→ WORK INSTRUCTIONS: Repeat the listing below word for word, stopping after the line that contains "pub const fn new(a: u32, b: u32)".

++++++++

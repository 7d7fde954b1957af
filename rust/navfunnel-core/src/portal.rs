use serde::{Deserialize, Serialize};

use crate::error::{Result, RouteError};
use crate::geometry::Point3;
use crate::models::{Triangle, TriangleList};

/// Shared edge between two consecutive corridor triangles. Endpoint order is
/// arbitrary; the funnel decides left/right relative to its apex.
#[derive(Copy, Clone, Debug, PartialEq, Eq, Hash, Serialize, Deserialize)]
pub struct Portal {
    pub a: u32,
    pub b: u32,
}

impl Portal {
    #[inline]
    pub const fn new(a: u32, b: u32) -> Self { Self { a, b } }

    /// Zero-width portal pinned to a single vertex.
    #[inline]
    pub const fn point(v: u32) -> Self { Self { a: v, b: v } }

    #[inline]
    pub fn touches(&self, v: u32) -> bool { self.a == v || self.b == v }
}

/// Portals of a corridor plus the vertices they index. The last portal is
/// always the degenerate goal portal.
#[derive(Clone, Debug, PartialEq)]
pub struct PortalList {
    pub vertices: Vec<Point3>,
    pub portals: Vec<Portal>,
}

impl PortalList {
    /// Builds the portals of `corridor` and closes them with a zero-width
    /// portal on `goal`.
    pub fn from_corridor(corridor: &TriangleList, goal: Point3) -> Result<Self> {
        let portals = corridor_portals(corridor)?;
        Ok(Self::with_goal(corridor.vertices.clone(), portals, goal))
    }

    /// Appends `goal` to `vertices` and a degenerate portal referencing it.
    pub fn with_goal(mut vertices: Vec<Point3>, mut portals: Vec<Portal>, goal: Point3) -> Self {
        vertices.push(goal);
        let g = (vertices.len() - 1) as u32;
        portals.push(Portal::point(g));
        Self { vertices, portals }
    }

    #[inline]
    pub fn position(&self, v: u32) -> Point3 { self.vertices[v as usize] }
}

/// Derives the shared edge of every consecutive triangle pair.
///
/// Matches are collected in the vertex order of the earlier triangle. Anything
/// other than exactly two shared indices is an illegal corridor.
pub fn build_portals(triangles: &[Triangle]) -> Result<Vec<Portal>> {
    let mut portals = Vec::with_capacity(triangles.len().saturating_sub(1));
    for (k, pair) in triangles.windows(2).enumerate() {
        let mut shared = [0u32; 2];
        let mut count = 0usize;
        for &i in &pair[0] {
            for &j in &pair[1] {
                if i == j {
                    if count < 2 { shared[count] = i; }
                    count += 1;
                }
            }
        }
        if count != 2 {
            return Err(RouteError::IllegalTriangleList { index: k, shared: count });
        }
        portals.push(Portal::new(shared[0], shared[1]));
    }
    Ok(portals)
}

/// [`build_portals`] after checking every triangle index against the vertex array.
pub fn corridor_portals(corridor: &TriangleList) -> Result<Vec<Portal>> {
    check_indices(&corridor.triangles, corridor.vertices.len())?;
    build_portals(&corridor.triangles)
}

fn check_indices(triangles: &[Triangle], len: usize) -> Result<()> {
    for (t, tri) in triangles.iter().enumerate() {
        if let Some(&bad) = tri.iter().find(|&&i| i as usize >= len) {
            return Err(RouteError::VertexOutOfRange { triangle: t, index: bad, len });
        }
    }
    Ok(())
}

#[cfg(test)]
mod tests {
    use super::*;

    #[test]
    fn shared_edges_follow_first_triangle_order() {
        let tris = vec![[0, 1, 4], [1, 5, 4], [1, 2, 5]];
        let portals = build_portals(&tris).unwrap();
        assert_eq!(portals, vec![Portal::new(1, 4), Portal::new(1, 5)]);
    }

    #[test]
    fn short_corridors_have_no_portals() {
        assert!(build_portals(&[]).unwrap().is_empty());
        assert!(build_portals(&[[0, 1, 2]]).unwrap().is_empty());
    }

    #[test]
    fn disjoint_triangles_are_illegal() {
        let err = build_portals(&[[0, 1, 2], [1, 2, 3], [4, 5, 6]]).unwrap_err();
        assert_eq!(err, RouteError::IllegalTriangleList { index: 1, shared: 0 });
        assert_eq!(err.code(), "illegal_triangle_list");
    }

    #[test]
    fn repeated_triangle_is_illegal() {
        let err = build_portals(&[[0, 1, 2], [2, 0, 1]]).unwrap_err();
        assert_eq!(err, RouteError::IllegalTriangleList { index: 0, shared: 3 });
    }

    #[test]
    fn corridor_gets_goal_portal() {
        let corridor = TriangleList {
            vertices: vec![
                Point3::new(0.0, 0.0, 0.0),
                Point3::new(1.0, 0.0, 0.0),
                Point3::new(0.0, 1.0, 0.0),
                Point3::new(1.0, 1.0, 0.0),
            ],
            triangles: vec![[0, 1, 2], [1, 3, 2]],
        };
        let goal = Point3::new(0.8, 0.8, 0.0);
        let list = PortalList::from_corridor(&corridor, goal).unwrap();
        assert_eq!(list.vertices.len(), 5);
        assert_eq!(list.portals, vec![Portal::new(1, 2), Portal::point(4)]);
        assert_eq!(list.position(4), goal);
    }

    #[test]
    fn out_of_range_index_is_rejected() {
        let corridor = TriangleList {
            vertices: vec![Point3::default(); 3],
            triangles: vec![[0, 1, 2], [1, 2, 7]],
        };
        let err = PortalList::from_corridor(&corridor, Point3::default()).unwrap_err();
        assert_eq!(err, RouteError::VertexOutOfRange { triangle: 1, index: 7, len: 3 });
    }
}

++++++++

→ REPLY TO THE TASK:
repository 7d7fde954b1957af
filename rust/navfunnel-core/src/portal.rs
use serde::{Deserialize, Serialize};

use crate::error::{Result, RouteError};
use crate::geometry::Point3;
use crate::models::{Triangle, TriangleList};

/// Shared edge between two consecutive corridor triangles. Endpoint order is
/// arbitrary; the funnel decides left/right relative to its apex.
#[derive(Copy, Clone, Debug, PartialEq, Eq, Hash, Serialize, Deserialize)]
pub struct Portal {
    pub a: u32,
    pub b: u32,
}

impl Portal {
    #[inline]
    pub const fn new(a: u32, b: u32) -> Self { Self { a, b } }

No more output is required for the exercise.